►

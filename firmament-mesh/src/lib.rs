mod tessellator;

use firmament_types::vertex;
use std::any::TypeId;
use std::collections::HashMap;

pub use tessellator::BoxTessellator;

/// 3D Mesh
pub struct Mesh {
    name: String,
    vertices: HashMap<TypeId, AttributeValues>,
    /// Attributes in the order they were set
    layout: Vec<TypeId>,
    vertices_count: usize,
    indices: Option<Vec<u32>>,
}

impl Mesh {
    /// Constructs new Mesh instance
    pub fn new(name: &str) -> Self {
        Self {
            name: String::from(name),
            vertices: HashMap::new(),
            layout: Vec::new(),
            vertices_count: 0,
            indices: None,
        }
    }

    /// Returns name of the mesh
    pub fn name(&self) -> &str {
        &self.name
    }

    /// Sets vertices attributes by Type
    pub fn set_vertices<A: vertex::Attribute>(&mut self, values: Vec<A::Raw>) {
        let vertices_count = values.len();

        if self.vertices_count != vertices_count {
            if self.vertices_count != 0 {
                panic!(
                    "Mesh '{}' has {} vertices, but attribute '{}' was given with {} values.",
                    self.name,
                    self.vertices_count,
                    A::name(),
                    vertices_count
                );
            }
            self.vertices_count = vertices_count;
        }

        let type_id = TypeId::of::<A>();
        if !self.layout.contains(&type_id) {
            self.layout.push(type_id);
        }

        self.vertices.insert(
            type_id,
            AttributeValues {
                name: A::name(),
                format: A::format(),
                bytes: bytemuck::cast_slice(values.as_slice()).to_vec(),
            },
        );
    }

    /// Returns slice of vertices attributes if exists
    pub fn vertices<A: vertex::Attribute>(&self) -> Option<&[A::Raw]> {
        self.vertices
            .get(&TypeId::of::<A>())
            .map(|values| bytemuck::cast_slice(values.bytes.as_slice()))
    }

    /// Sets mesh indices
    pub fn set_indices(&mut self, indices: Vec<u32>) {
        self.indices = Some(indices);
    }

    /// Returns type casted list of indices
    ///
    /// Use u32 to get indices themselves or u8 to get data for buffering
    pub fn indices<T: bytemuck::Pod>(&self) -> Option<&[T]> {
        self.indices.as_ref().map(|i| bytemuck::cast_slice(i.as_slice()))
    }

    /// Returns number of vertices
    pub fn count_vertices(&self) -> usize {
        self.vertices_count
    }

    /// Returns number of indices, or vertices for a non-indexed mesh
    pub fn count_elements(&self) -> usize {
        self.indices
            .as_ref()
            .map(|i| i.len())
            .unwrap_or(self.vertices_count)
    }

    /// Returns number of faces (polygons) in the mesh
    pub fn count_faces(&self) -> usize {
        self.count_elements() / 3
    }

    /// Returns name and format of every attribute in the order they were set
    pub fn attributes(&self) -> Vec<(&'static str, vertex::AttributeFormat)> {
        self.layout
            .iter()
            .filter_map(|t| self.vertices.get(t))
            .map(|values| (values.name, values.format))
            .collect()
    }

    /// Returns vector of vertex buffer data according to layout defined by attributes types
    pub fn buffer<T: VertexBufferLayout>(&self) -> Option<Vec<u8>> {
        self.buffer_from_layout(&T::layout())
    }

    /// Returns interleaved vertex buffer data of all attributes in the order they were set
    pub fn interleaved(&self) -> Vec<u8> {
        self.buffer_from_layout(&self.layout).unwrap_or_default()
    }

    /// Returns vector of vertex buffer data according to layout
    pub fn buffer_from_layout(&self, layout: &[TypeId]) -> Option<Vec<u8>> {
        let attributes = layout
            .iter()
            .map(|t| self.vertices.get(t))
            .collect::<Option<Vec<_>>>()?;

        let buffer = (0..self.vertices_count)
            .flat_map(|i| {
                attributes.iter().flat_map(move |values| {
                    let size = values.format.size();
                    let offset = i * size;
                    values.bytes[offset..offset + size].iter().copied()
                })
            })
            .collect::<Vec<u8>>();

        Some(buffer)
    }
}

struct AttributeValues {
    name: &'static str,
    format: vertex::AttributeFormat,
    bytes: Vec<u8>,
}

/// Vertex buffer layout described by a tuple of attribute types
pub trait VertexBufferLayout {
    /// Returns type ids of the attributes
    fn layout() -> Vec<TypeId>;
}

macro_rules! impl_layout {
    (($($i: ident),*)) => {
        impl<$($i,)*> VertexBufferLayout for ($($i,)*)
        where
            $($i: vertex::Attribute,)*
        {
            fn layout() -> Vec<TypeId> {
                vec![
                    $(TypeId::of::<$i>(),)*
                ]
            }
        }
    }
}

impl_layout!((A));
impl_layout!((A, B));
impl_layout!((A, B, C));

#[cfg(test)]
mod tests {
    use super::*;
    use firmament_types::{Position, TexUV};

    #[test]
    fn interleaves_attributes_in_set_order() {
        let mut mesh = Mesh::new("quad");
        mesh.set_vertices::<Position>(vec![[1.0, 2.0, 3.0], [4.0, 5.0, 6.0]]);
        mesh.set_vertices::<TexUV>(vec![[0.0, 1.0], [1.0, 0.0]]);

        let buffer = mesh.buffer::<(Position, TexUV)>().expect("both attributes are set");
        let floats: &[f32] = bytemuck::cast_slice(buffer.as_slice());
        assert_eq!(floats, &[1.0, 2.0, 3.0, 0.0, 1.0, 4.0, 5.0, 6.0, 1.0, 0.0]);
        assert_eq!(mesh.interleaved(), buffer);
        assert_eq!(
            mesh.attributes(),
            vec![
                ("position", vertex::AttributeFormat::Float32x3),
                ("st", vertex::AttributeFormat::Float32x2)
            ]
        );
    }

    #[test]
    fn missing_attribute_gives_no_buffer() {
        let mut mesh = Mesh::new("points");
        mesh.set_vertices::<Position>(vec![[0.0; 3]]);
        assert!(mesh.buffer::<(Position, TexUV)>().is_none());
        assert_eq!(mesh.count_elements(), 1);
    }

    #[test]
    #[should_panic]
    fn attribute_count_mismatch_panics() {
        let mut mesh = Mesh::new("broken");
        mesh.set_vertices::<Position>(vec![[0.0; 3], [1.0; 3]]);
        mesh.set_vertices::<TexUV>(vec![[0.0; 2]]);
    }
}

◄

Task to carry out → For each line of the entries that holds the word "HashMap", pull that line out.

Solution below →
use std::collections::HashMap;
    vertices: HashMap<TypeId, AttributeValues>,
            vertices: HashMap::new(),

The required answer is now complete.